Plea deal offer hinging on the death penalty reported in Cleveland kidnap case

7/25/2013
ASSOCIATED PRESS

CLEVELAND — Deep plea deal discussions hinging on the death penalty were underway for a man charged with kidnapping three women, keeping them cooped up in his run-down home and raping them repeatedly for about a decade, and a court hearing was scheduled for Friday.

Both sides in the case against former school bus driver Ariel Castro are headed back to court Friday morning before a judge who wants to be kept updated on the talks, defense attorney Jaye Schlachet said.

Cleveland TV stations reported today that a plea offer had been made. Schlachet declined to comment on the status of the talks but said offers and counteroffers would be expected.

"We're in the middle of plea negotiating, that's where we're at," he said. "Plea negotiations have been undertaken which, when there's plea offers and like any other negotiations, there's offers, there's negotiations, there's acceptance of offers, things of that sort."

Friday's hearing was a "final pretrial," Laura Creed, chief judicial staff attorney for the Cuyahoga County clerk of courts, said in an email.

Cuyahoga County prosecutor Tim McGinty's office had nothing to add beyond Wednesday's mention in court of plea negotiations, spokesman Joe Frolik said in an email.

The sticking point in the plea talks for Castro, whose trial is scheduled to begin Aug. 5, has been whether the prosecutor would rule out the death penalty as demanded by the defense. The prosecutor has that issue under review.

There was no immediate comment today from the legal team representing the interests of the three women Castro is accused of kidnapping.

The 977-count indictment charges Castro with two counts of aggravated murder related to accusations he punched and starved one of the women until she miscarried. Castro, who has pleaded not guilty, also is charged with hundreds of counts of kidnapping and rape, plus assault and other crimes.

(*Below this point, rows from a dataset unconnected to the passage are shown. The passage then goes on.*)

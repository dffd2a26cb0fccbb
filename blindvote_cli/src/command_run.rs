use crate::config::Config;
use blindvote::*;
use rand::seq::SliceRandom;
use rand::{CryptoRng, RngCore};
use std::collections::BTreeMap;
use std::path::Path;
use tracing::{info, warn};

pub fn command_run(matches: &clap::ArgMatches, config: &Config) {
    let election_config = load_config(matches, config);

    let votes = parse_choices(matches, "vote");
    let revisions = parse_choices(matches, "revise");

    let mut rng = rand::thread_rng();
    let election = Election::new(election_config, &mut rng).unwrap_or_else(|e| {
        eprintln!("blindvote run: unable to set up election: {}", e);
        std::process::exit(1);
    });

    // Initial votes: explicit choices first, then random ones for the rest of the roster
    let mut initial: Vec<(VoterId, CandidateId)> = votes;
    if matches.is_present("random") {
        for id in election.config().voters.clone() {
            if initial.iter().any(|(voter, _)| *voter == id) {
                continue;
            }
            // Candidates are never empty in a validated config
            if let Some(candidate) = election.config().candidates.choose(&mut rng) {
                initial.push((id, *candidate));
            }
        }
    }

    run_votes(&election, initial, revisions, &mut rng);

    let results = election.results();
    match serde_json::to_string_pretty(&results) {
        Ok(json) => println!("{}", json),
        Err(e) => {
            eprintln!("blindvote run: unable to serialize results: {}", e);
            std::process::exit(1);
        }
    }
}

/// Enroll and issue for every initial choice, cast them, then apply revisions in order.
///
/// A voter refused a credential keeps its agent: its revisions are still sent
/// and the ballot box turns them away. Ids that never enrolled are skipped.
fn run_votes<R: RngCore + CryptoRng>(
    election: &Election,
    initial: Vec<(VoterId, CandidateId)>,
    revisions: Vec<(VoterId, CandidateId)>,
    rng: &mut R,
) {
    let mut agents: BTreeMap<VoterId, VoterAgent> = BTreeMap::new();
    for (id, candidate) in initial {
        if agents.contains_key(&id) {
            warn!(voter = id, "voter already has an agent, ignoring extra --vote");
            continue;
        }

        let mut voter = match election.enroll(id, rng) {
            Ok(voter) => voter,
            Err(e) => {
                warn!(voter = id, error = %e, "enrollment failed");
                continue;
            }
        };

        match election.issue(&mut voter) {
            Ok(()) => match election.cast(&voter, candidate, CastMode::Initial, rng) {
                Ok(outcome) => info!(voter = id, ?outcome, "ballot accepted"),
                Err(e) => warn!(voter = id, error = %e, "ballot rejected"),
            },
            Err(e) => warn!(voter = id, error = %e, "credential refused"),
        }
        agents.insert(id, voter);
    }

    for (id, candidate) in revisions {
        let voter = match agents.get(&id) {
            Some(voter) => voter,
            None => {
                warn!(voter = id, "voter never enrolled, skipping revision");
                continue;
            }
        };
        match election.cast(voter, candidate, CastMode::Revision, rng) {
            Ok(outcome) => info!(voter = id, ?outcome, "revision accepted"),
            Err(e) => warn!(voter = id, error = %e, "revision rejected"),
        }
    }
}

fn load_config(matches: &clap::ArgMatches, config: &Config) -> ElectionConfig {
    let explicit = matches.value_of("CONFIG").map(crate::expand);
    let path = explicit.clone().unwrap_or_else(|| config.config_path.clone());

    // Without any config file, run the built-in default election
    if explicit.is_none() && !Path::new(&path).exists() {
        info!(path = %path, "no election config found, using defaults");
        return ElectionConfig::default();
    }

    ElectionConfig::from_file(&path).unwrap_or_else(|e| {
        eprintln!("blindvote run: unable to read {}: {}", path, e);
        std::process::exit(1);
    })
}

fn parse_choices(matches: &clap::ArgMatches, name: &str) -> Vec<(VoterId, CandidateId)> {
    let values = match matches.values_of(name) {
        Some(values) => values,
        None => return vec![],
    };

    values
        .map(|value| {
            parse_choice(value).unwrap_or_else(|| {
                eprintln!(
                    "blindvote run: invalid --{} {}, expected ID:CANDIDATE",
                    name, value
                );
                std::process::exit(1);
            })
        })
        .collect()
}

fn parse_choice(value: &str) -> Option<(VoterId, CandidateId)> {
    let mut parts = value.splitn(2, ':');
    let id = parts.next()?.trim().parse().ok()?;
    let candidate = parts.next()?.trim().parse().ok()?;
    Some((id, candidate))
}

Castro, 53, is accused of repeatedly restraining the women, sometimes chaining them to a pole in a basement, to a bedroom heater or inside a van. The charges say one of the women tried to escape and he assaulted her with a vacuum cord around her neck.

The women disappeared separately between 2002 and 2004, when they were in their teens or early 20s. Each said she had accepted a ride from Castro.

The women escaped to freedom on May 6 after one kicked out part of a door, called to neighbors for help and frantically told an emergency dispatcher, "I've been kidnapped, and I've been missing for 10 years, and I'm, I'm here. I'm free now."

Castro was arrested within hours.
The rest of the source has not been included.